These last months, St. Catherine University President ReBecca Koenig Roloff says she's drawn inspiration from a friend's comment on the morning after the election.
"She said, 'I'm jealous of you. You woke up with great work to do,' " the leader of St. Paul's St. Kate's reported last week.
A sense that a moment has come for more women to put their shoulders to democracy's wheel has been widely felt in Minnesota and the rest of the nation since Donald Trump won the presidency by defeating a major party's first female nominee.
Make that shoulders to the wheel and feet on the ground — as illustrated by Saturday's massive women's marches in Washington, St. Paul and an astounding 600 or more locations around the country.
It's fitting that a delegation from the Abigail Quigley McCarthy Center for Women at St. Catherine University planned to join the assemblage at the State Capitol. (I say "planned" because this column has a Friday deadline.) And that the new president of the school that not long ago was known the College of St. Catherine, the largest Catholic women's college in the land, planned to walk and stand among them.
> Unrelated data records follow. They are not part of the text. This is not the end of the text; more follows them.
//! Concurrent fan-out of the three generation calls with an explicit per-call policy.

use std::{fmt, future::Future};

use shared::{
    domain::{UserInfo, ZodiacSign},
    protocol::AnalysisReport,
};
use thiserror::Error;
use tokio::sync::watch;
use tracing::{info, warn};

use crate::{error::GenerationError, ContentGenerator};

#[derive(Debug, Clone, Copy, PartialEq, Eq, Hash)]
pub enum CallKind {
    Horoscope,
    NatalAnalysis,
    ZodiacImage,
}

impl CallKind {
    pub fn label(self) -> &'static str {
        match self {
            CallKind::Horoscope => "horoscope",
            CallKind::NatalAnalysis => "natal_analysis",
            CallKind::ZodiacImage => "zodiac_image",
        }
    }
}

impl fmt::Display for CallKind {
    fn fmt(&self, f: &mut fmt::Formatter<'_>) -> fmt::Result {
        f.write_str(self.label())
    }
}

/// How a failing call affects the whole fan-out.
#[derive(Debug, Clone, Copy, PartialEq, Eq)]
pub enum CallPolicy {
    /// Failure aborts the join and drops the calls still in flight.
    Required,
    /// Failure is logged and the result is treated as absent.
    Optional,
    /// The call is never issued.
    Skipped,
}

#[derive(Debug, Clone, Copy, PartialEq, Eq)]
pub struct FanoutPolicy {
    pub horoscope: CallPolicy,
    pub natal_analysis: CallPolicy,
    pub zodiac_image: CallPolicy,
}

impl Default for FanoutPolicy {
    fn default() -> Self {
        Self {
            horoscope: CallPolicy::Required,
            natal_analysis: CallPolicy::Required,
            zodiac_image: CallPolicy::Optional,
        }
    }
}

impl FanoutPolicy {
    pub fn for_call(&self, kind: CallKind) -> CallPolicy {
        match kind {
            CallKind::Horoscope => self.horoscope,
            CallKind::NatalAnalysis => self.natal_analysis,
            CallKind::ZodiacImage => self.zodiac_image,
        }
    }

    pub fn without_image(self) -> Self {
        Self {
            zodiac_image: CallPolicy::Skipped,
            ..self
        }
    }
}

#[derive(Debug, Error)]
pub enum AnalysisError {
    #[error("{kind} call failed: {source}")]
    CallFailed {
        kind: CallKind,
        #[source]
        source: GenerationError,
    },
    #[error("{0} result is needed for the report but was not produced")]
    MissingResult(CallKind),
    #[error("analysis was cancelled")]
    Cancelled,
}

impl AnalysisError {
    pub fn is_cancelled(&self) -> bool {
        matches!(self, AnalysisError::Cancelled)
    }
}

/// Owner side of a cancellation pair. Cancelling or dropping it cancels every signal.
#[derive(Debug)]
pub struct CancelHandle {
    tx: watch::Sender<bool>,
}

#[derive(Debug, Clone)]
pub struct CancelSignal {
    rx: watch::Receiver<bool>,
}

pub fn cancel_pair() -> (CancelHandle, CancelSignal) {
    let (tx, rx) = watch::channel(false);
    (CancelHandle { tx }, CancelSignal { rx })
}

impl CancelHandle {
    pub fn cancel(&self) {
        self.tx.send_replace(true);
    }

    pub fn signal(&self) -> CancelSignal {
        CancelSignal {
            rx: self.tx.subscribe(),
        }
    }
}

impl CancelSignal {
    pub fn is_cancelled(&self) -> bool {
        *self.rx.borrow() || self.rx.has_changed().is_err()
    }

    /// Resolves once the handle cancels or is dropped.
    pub async fn cancelled(&mut self) {
        loop {
            if *self.rx.borrow_and_update() {
                return;
            }
            if self.rx.changed().await.is_err() {
                return;
            }
        }
    }
}

async fn settle<T>(
    kind: CallKind,
    policy: CallPolicy,
    call: impl Future<Output = Result<T, GenerationError>>,
) -> Result<Option<T>, AnalysisError> {
    match policy {
        CallPolicy::Skipped => Ok(None),
        CallPolicy::Required => call
            .await
            .map(Some)
            .map_err(|source| AnalysisError::CallFailed { kind, source }),
        CallPolicy::Optional => match call.await {
            Ok(value) => Ok(Some(value)),
            Err(err) => {
                warn!(call = %kind, "optional call degraded to absent: {err}");
                Ok(None)
            }
        },
    }
}

/// Issues the horoscope, natal-analysis and image calls concurrently and merges them.
///
/// The join is fail-fast on `Required` calls. Cancellation wins over any
/// result that has not been produced yet.
pub async fn run_analysis<G>(
    generator: &G,
    user: &UserInfo,
    sign: ZodiacSign,
    policy: FanoutPolicy,
    mut cancel: CancelSignal,
) -> Result<AnalysisReport, AnalysisError>
where
    G: ContentGenerator + ?Sized,
{
    info!(%sign, user = %user.name, "starting analysis fan-out");

    let fanout = async {
        tokio::try_join!(
            settle(
                CallKind::Horoscope,
                policy.horoscope,
                generator.horoscope(user, sign)
            ),
            settle(
                CallKind::NatalAnalysis,
                policy.natal_analysis,
                generator.natal_analysis(user, sign)
            ),
            settle(
                CallKind::ZodiacImage,
                policy.zodiac_image,
                generator.zodiac_image(sign)
            ),
        )
    };

    let (prediction, natal_analysis, image) = tokio::select! {
        biased;
        _ = cancel.cancelled() => {
            info!(%sign, "analysis fan-out cancelled");
            return Err(AnalysisError::Cancelled);
        }
        settled = fanout => settled?,
    };

    let prediction = prediction.ok_or(AnalysisError::MissingResult(CallKind::Horoscope))?;
    let natal_analysis =
        natal_analysis.ok_or(AnalysisError::MissingResult(CallKind::NatalAnalysis))?;
    let zodiac_image = image.flatten().map(|image| image.data_url());

    info!(
        %sign,
        has_image = zodiac_image.is_some(),
        "analysis fan-out complete"
    );
    Ok(AnalysisReport {
        sign,
        prediction,
        natal_analysis,
        zodiac_image,
    })
}

#[cfg(test)]
#[path = "tests/fanout_tests.rs"]
mod tests;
Not all Katies were Clinton voters, Roloff said. But many identified on some level with a candidate whose qualifications included a 1969 baccalaureate degree from all-female Wellesley College. Many were angered when Clinton's credentials were discounted. When fake news smeared her. When she was blamed for the misdeeds of her husband. When Trump's insults and boasts about mistreatment of women were deemed acceptable.
More than 44 percent of students in the College for Women (St. Kate's traditional undergraduate program) are students of color. Many are first-generation Americans. They listened to the campaign's heated rhetoric and wondered whether they belong in this country, Roloff related.
Days before the election and just two weeks after Roloff's inauguration, anxiety was running so high on campus that student leaders approached her with a request. After a career that included 11 years in the female-empowerment business as CEO of YWCA Minneapolis, Roloff would be worth hearing no matter the election's outcome, the students said. Would she convene a campuswide meeting on Nov. 9? Would she speak?